The structural analysis of three-dimensional fibrous collagen hydrogels by raman microspectroscopy

Autor: Yu Jer Hwang, Julia G. Lyubovitsky
Rok vydání: 2013
Předmět:
Zdroj: Biopolymers. 99:349-356
ISSN: 0006-3525
DOI: 10.1002/bip.22183
Popis: To investigate molecular effects of 1-Ethyl-3-(3-dimethylaminopropyl) carbodiimide (EDC), EDC/N-hydroxysuccinimide (NHS), glyceraldehyde cross-linking as well as polymerization temperature and concentration on the three-dimensional (3D) collagen hydrogels, we analyzed the structures in situ by Raman microspectroscopy. The increased intensity of the 814 and 936 cm(-1) Raman bands corresponding to the C-C stretch of a protein backbone and a shift in the amide III bands from 1241 cm(-1)/1268 cm(-1) in controls to 1247 cm(-1)/1283 cm(-1) in glyceraldehyde-treated gels indicated changes to the alignment of the collagen molecules, fibrils/fibers and/or changes to the secondary structure on glyceraldehyde treatment.

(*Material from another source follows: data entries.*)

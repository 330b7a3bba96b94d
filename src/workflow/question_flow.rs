//! 题目物化流程 - 流程层
//!
//! 核心职责：定义"一道题"落盘的完整流程
//!
//! 流程顺序：
//! 1. 创建题目目录
//! 2. 写入 question_data.txt
//! 3. 按槽位顺序下载图片（同一题内相同 URL 只尝试一次，失败不重试）

use std::collections::HashSet;
use std::fmt;

use crate::clients::AssetFetcher;
use crate::error::AppResult;
use crate::infrastructure::EventSink;
use crate::models::{MaterializedAsset, Question};
use crate::services::{is_downloadable, plan_images, render_question_text, QUESTION_TEXT_FILE};
use crate::utils::fs::{ensure_dir, write_text};
use crate::workflow::question_ctx::QuestionCtx;

/// 单道题的处理阶段
#[derive(Debug, Clone, Copy, PartialEq, Eq)]
pub enum MaterializeStage {
    Created,
    TextWritten,
    ImagesResolved,
    Done,
}

impl fmt::Display for MaterializeStage {
    fn fmt(&self, f: &mut fmt::Formatter<'_>) -> fmt::Result {
        let name = match self {
            MaterializeStage::Created => "目录已创建",
            MaterializeStage::TextWritten => "文本已写入",
            MaterializeStage::ImagesResolved => "图片已处理",
            MaterializeStage::Done => "完成",
        };
        f.write_str(name)
    }
}

/// 单道题的处理结果
#[derive(Debug, Clone, Default)]
pub struct QuestionOutcome {
    /// 成功保存的图片
    pub assets: Vec<MaterializedAsset>,
    /// 下载失败的图片数
    pub images_failed: usize,
    /// 非 http(s) 地址被跳过的图片数
    pub images_skipped: usize,
}

/// 题目物化流程
///
/// - 不持有任何资源，只借用下载器和日志输出
/// - 目录或文本写入失败时返回错误，单张图片失败只记录日志
pub struct QuestionFlow<'a, F: AssetFetcher> {
    fetcher: &'a F,
    sink: &'a dyn EventSink,
}

impl<'a, F: AssetFetcher> QuestionFlow<'a, F> {
    /// 创建新的题目物化流程
    pub fn new(fetcher: &'a F, sink: &'a dyn EventSink) -> Self {
        Self { fetcher, sink }
    }

    pub async fn run(&self, question: &Question, ctx: &QuestionCtx) -> AppResult<QuestionOutcome> {
        self.sink.info(&format!(
            "{} 处理题目 {} (ID: {}) -> '{}'",
            ctx, question.order_index, question.id, ctx.folder_name
        ));

        ensure_dir(&ctx.question_dir).await?;
        self.log_stage(ctx, MaterializeStage::Created);

        let text_path = ctx.question_dir.join(QUESTION_TEXT_FILE);
        write_text(&text_path, &render_question_text(question)).await?;
        self.log_stage(ctx, MaterializeStage::TextWritten);

        let outcome = self.download_images(question, ctx).await;
        self.log_stage(ctx, MaterializeStage::ImagesResolved);

        if outcome.images_failed > 0 {
            self.sink.warn(&format!(
                "{} 图片: 成功 {}, 失败 {}",
                ctx,
                outcome.assets.len(),
                outcome.images_failed
            ));
        }
        self.log_stage(ctx, MaterializeStage::Done);

        Ok(outcome)
    }

    /// 下载题目中的所有图片
    async fn download_images(&self, question: &Question, ctx: &QuestionCtx) -> QuestionOutcome {
        let mut outcome = QuestionOutcome::default();
        let mut attempted: HashSet<String> = HashSet::new();

        for reference in plan_images(question) {
            if !is_downloadable(&reference.url) {
                self.sink.warn(&format!(
                    "{} 跳过无效图片地址: {}",
                    ctx, reference.url
                ));
                outcome.images_skipped += 1;
                continue;
            }

            if !attempted.insert(reference.url.clone()) {
                self.sink.debug(&format!(
                    "{} 图片已处理过，跳过 {}: {}",
                    ctx,
                    reference.slot_label(),
                    reference.url
                ));
                continue;
            }

            let file_name = reference.file_name();
            let dest = ctx.question_dir.join(&file_name);
            self.sink.debug(&format!(
                "{} 下载图片: {} -> {}",
                ctx, reference.url, file_name
            ));

            match self.fetcher.fetch(&reference.url, &dest).await {
                Ok(bytes) => {
                    self.sink.debug(&format!(
                        "{} ✓ 已保存 {} ({} 字节)",
                        ctx, file_name, bytes
                    ));
                    outcome.assets.push(MaterializedAsset {
                        slot_label: reference.slot_label(),
                        file_name,
                        source_url: reference.url,
                    });
                }
                Err(e) => {
                    self.sink.warn(&format!(
                        "{} 图片下载失败 {}: {}",
                        ctx, reference.url, e
                    ));
                    outcome.images_failed += 1;
                }
            }
        }

        outcome
    }

    fn log_stage(&self, ctx: &QuestionCtx, stage: MaterializeStage) {
        self.sink.debug(&format!("{} 阶段: {}", ctx, stage));
    }
}

#[cfg(test)]
mod tests {
    use super::*;
    use crate::error::AppError;
    use crate::infrastructure::TracingSink;
    use crate::models::Exam;
    use serde_json::json;
    use std::path::Path;
    use std::sync::Mutex;

    /// 记录请求并按 URL 决定成功或失败
    #[derive(Default)]
    struct RecordingFetcher {
        requests: Mutex<Vec<String>>,
    }

    impl AssetFetcher for RecordingFetcher {
        async fn fetch(&self, url: &str, dest: &Path) -> AppResult<u64> {
            self.requests.lock().unwrap().push(url.to_string());
            if url.contains("broken") {
                return Err(AppError::http_status(url, 404, ""));
            }
            tokio::fs::write(dest, b"img").await.unwrap();
            Ok(3)
        }
    }

    fn question() -> Question {
        let exam = Exam::from_report(&json!({
            "result": { "part": [ { "children": [ {
                "orderIndex": 4,
                "questionid": "abc",
                "type": 1,
                "title": "<img src=\"http://x/same.png\"><img src=\"/local.png\">",
                "item": [
                    { "title": "<p>A</p><img src=\"http://x/same.png\">" },
                    { "title": "<p>B</p><img src=\"http://x/broken.gif\">" },
                    { "title": "<p>C</p><img src=\"http://x/y.jpg\">" }
                ],
                "correctAnswerAndReplay": { "correctAnswer": ["C"] }
            } ] } ] }
        }))
        .unwrap();
        exam.parts[0].questions[0].clone()
    }

    #[tokio::test]
    async fn test_materialize_writes_text_and_images() {
        let _ = tracing_subscriber::fmt::try_init();
        let dir = tempfile::tempdir().unwrap();
        let q = question();
        let ctx = QuestionCtx::new("1", dir.path(), 1, 1, &q);

        let fetcher = RecordingFetcher::default();
        let sink = TracingSink;
        let outcome = QuestionFlow::new(&fetcher, &sink).run(&q, &ctx).await.unwrap();

        // 相同 URL 只请求一次，非 http 地址不请求
        assert_eq!(
            *fetcher.requests.lock().unwrap(),
            vec!["http://x/same.png", "http://x/broken.gif", "http://x/y.jpg"]
        );

        let names: Vec<&str> = outcome.assets.iter().map(|a| a.file_name.as_str()).collect();
        assert_eq!(names, vec!["title_img_1.png", "option_C_img_1.jpg"]);
        assert_eq!(outcome.images_failed, 1);
        assert_eq!(outcome.images_skipped, 1);

        let question_dir = dir.path().join("question_4_abc");
        assert!(question_dir.join("question_data.txt").is_file());
        assert!(question_dir.join("option_C_img_1.jpg").is_file());
        assert!(!question_dir.join("option_B_img_1.gif").exists());
    }

    #[tokio::test]
    async fn test_rerun_attempts_downloads_again() {
        let dir = tempfile::tempdir().unwrap();
        let q = question();
        let ctx = QuestionCtx::new("1", dir.path(), 1, 1, &q);
        let fetcher = RecordingFetcher::default();
        let sink = TracingSink;
        let flow = QuestionFlow::new(&fetcher, &sink);

        flow.run(&q, &ctx).await.unwrap();
        flow.run(&q, &ctx).await.unwrap();

        assert_eq!(fetcher.requests.lock().unwrap().len(), 6);
    }
}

The increased intensity of 1450 cm(-1) band and the appearance of a strong peak at 1468 cm(-1) reflected a change in the motion of lysine/arginine CH2 groups. For the EDC-treated collagen hydrogels, the increased intensity of 823 cm(-1) peak corresponding to the C-C stretch of the protein backbone indicated that EDC also changed the packing of collagen molecules. The 23% decrease in the ratio of 1238 cm(-1) to 1271 cm(-1) amide III band intensities in the EDC-modified samples compared with the controls indicated changes to the alignment of the collagen molecules/fibrils and/or the secondary structure. A change in the motion of lysine/arginine CH2 groups was detected as well. The addition of NHS did not induce additional Raman shifts compared to the effect of EDC alone with the exception of a 1416 cm(-1) band corresponding to a COO(-) stretch. Overall, the Raman spectra suggest that glyceraldehyde affects the collagen states within 3D hydrogels to a greater extent compared to EDC and the effects of temperature and concentration are minimal and/or not detectable.
Databáze: OpenAIRE